Correction Introspection.

August 27, 2013

Investors? Fickle folk.
Three weeks ago, as the S&P 500 hit an all-time high of 1709, investors were euphoric. CNBC's finance fox, Maria Bartiromo, prowled the trading floor of the NYSE as ebullient traders applauded the market's historic close.
Newsletter writers speculated on the exciting upside portended by a new market high. Wall Street wooed. Clients cooed. All was well in the world.
Today, roughly 4.4 percent beneath that heady high, the tone has changed.
Volatility is up. Investor confidence is down. And money is being pulled from equity funds as if someone got a tip from God.
Settle down, people. Four-and-one-half percent does not a correction make.
By definition, a correction typically involves a 10 percent pullback. We are still short of that level. Fifty-six percent short, in fact.
Since World War II's culmination, the stock market has incurred 27 corrections of 10 percent or more. In other words, true stock-market corrections have occurred every 20 months, on average. Twenty-five percent having occurred during the 70's disco days. Twenty percent took place during the secular bear market of 2000 to 2010.
Full-blown bear markets? These involve market pullbacks of 20 percent or more. These grizzly bears are rarer than their smaller, less volatile brethren. Since WWII, markets have experienced 12.
The average market decline during these 27 10-percent corrections has been 13.3 percent. On average, they've occurred over a 71-day period. That's market days, so just over three months.
Secular bull markets can run roughshod for extended periods without much drama. 1982 to 1987 saw one correction. 1987 to March of 2000? Just two. And since the market hit bottom in March of 2009, there have been only three corrections: spring of 2010 (69 days, -16%), summer of 2011 (154 days, -20%, but rebounded quickly), and the spring of 2012 (60 days, -9.9%, almost a correction).
In between corrections, the market can experience bull-market rallies. Having had 58 such occurrences post-WWII. They tend to run for an average of 221 trading days. And rise an average of 32 percent. Accordingly, we are way overdue for a correction. Have been, for some time.
Corrections represent on opportunity to pick up coveted positions you wish you'd purchased earlier. Accordingly, they are your chance to sell less-coveted companies.

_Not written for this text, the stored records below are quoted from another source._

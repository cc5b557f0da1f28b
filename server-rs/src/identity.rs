use async_trait::async_trait;
use chrono::Utc;
use match_engine::models::format_instant;
use match_engine::services::PlayerDirectory;
use match_engine::store::{DocumentStore, Query};
use match_engine::{AuthEvent, Identity, IdentityError, IdentityProvider, Session};
use serde_json::json;
use std::collections::HashMap;
use std::sync::Arc;
use tokio::sync::{broadcast, RwLock};
use uuid::Uuid;

use crate::config::JwtConfig;
use crate::middleware::auth::{generate_token, verify_token};

pub const CREDENTIALS: &str = "credentials";

fn backend(e: impl std::fmt::Display) -> IdentityError {
    IdentityError::Backend(e.to_string())
}

/// Email/password accounts in the document store, sessions as signed JWTs.
pub struct LocalIdentityProvider {
    store: Arc<dyn DocumentStore>,
    players: PlayerDirectory,
    jwt: JwtConfig,
    /// Revoked token ids mapped to their expiry.
    revoked: Arc<RwLock<HashMap<String, i64>>>,
    events: broadcast::Sender<AuthEvent>,
}

impl LocalIdentityProvider {
    pub fn new(store: Arc<dyn DocumentStore>, players: PlayerDirectory, jwt: JwtConfig) -> Self {
        let (events, _) = broadcast::channel(64);
        Self {
            store,
            players,
            jwt,
            revoked: Arc::new(RwLock::new(HashMap::new())),
            events,
        }
    }

    fn publish(&self, event: AuthEvent) {
        // no subscribers is fine
        let _ = self.events.send(event);
    }
}

#[async_trait]
impl IdentityProvider for LocalIdentityProvider {
    async fn sign_in(&self, email: &str, password: &str) -> Result<Session, IdentityError> {
        let email = email.trim().to_lowercase();
        let docs = self
            .store
            .query(CREDENTIALS, &Query::new().eq("email", email.as_str()).limit(1))
            .await
            .map_err(backend)?;
        let doc = docs
            .into_iter()
            .next()
            .ok_or(IdentityError::InvalidCredentials)?;

        let hash = doc.body["passwordHash"].as_str().unwrap_or_default();
        let valid = bcrypt::verify(password, hash).map_err(backend)?;
        if !valid {
            tracing::info!(email = %email, "sign-in rejected");
            return Err(IdentityError::InvalidCredentials);
        }

        let user_id = doc.body["userId"].as_str().unwrap_or(&doc.id).to_string();
        let access_token =
            generate_token(&user_id, &email, &self.jwt.secret, self.jwt.access_expiry_secs)
                .map_err(backend)?;

        tracing::info!(user_id = %user_id, "signed in");
        self.publish(AuthEvent::SignedIn {
            user_id: user_id.clone(),
        });
        Ok(Session {
            user_id,
            email,
            access_token,
            expires_in: self.jwt.access_expiry_secs,
        })
    }

    async fn sign_up(
        &self,
        email: &str,
        password: &str,
        display_name: &str,
    ) -> Result<String, IdentityError> {
        let email = email.trim().to_lowercase();
        let display_name = display_name.trim();
        if email.is_empty() || !email.contains('@') {
            return Err(IdentityError::Invalid("A valid email is required".into()));
        }
        if password.len() < 6 {
            return Err(IdentityError::Invalid(
                "Password must be at least 6 characters".into(),
            ));
        }
        if display_name.is_empty() {
            return Err(IdentityError::Invalid("Display name is required".into()));
        }

        let password_hash = bcrypt::hash(password, self.jwt.bcrypt_cost).map_err(backend)?;
        let user_id = Uuid::new_v4().to_string();
        let created = self
            .store
            .create_unless_exists(
                CREDENTIALS,
                &Query::new().eq("email", email.as_str()),
                json!({
                    "userId": user_id,
                    "email": email,
                    "passwordHash": password_hash,
                    "createdAt": format_instant(Utc::now()),
                }),
            )
            .await
            .map_err(backend)?;
        if created.is_none() {
            return Err(IdentityError::EmailTaken);
        }

        self.players
            .register(&user_id, &email, display_name)
            .await
            .map_err(backend)?;

        tracing::info!(user_id = %user_id, "signed up");
        self.publish(AuthEvent::SignedUp {
            user_id: user_id.clone(),
        });
        Ok(user_id)
    }

    async fn sign_out(&self, token: &str) -> Result<(), IdentityError> {
        let claims =
            verify_token(token, &self.jwt.secret).map_err(|_| IdentityError::InvalidToken)?;
        let now = Utc::now().timestamp();

        let mut revoked = self.revoked.write().await;
        revoked.retain(|_, exp| *exp > now);
        revoked.insert(claims.jti, claims.exp);
        drop(revoked);

        tracing::info!(user_id = %claims.sub, "signed out");
        self.publish(AuthEvent::SignedOut {
            user_id: claims.sub,
        });
        Ok(())
    }

    async fn current_user(&self, token: &str) -> Option<Identity> {
        let claims = verify_token(token, &self.jwt.secret).ok()?;
        if self.revoked.read().await.contains_key(&claims.jti) {
            return None;
        }
        Some(Identity {
            id: claims.sub,
            email: claims.email,
        })
    }

    fn subscribe(&self) -> broadcast::Receiver<AuthEvent> {
        self.events.subscribe()
    }
}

For those with a five-year time horizon, corrections represent a time during which you tightly grip the steering wheel and wait for blue skies. For those with less than five-year horizons, you should not have been invested in equities to begin with.
Corrections, as well as bear markets, feel terrible while they are occurring. Yet, they are the market's natural mechanism for clearing out the chafe. As forest fires are nature's harsh way of destroying viruses and other harmful elements, so do market corrections eradicate bad habits, bad companies and bad advice.
Consider that market corrections rarely give way to full-blown bear markets. Yet, they can. And on occasion, do. At that point, your downside protection parameters should come into play (trailing stops, hedges, inverse, per your preference). If you have no downside protection parameters, you're playing with fire. Or dealing with an advisor who is extremely acclimated to the heat. At least with your money.
Why do we ride roller coasters? Not because they consistently go up. The thrill, which is the reason we ride, is provided by the disparate topography of the ride. It goes up. And down. Doing both sufficiently well enough to coerce thousands to stand in line for hours.
Markets are no different. Without the dips and drops, the higher elevations would not be so enjoyable.
So buckle up and keep your hands inside the car.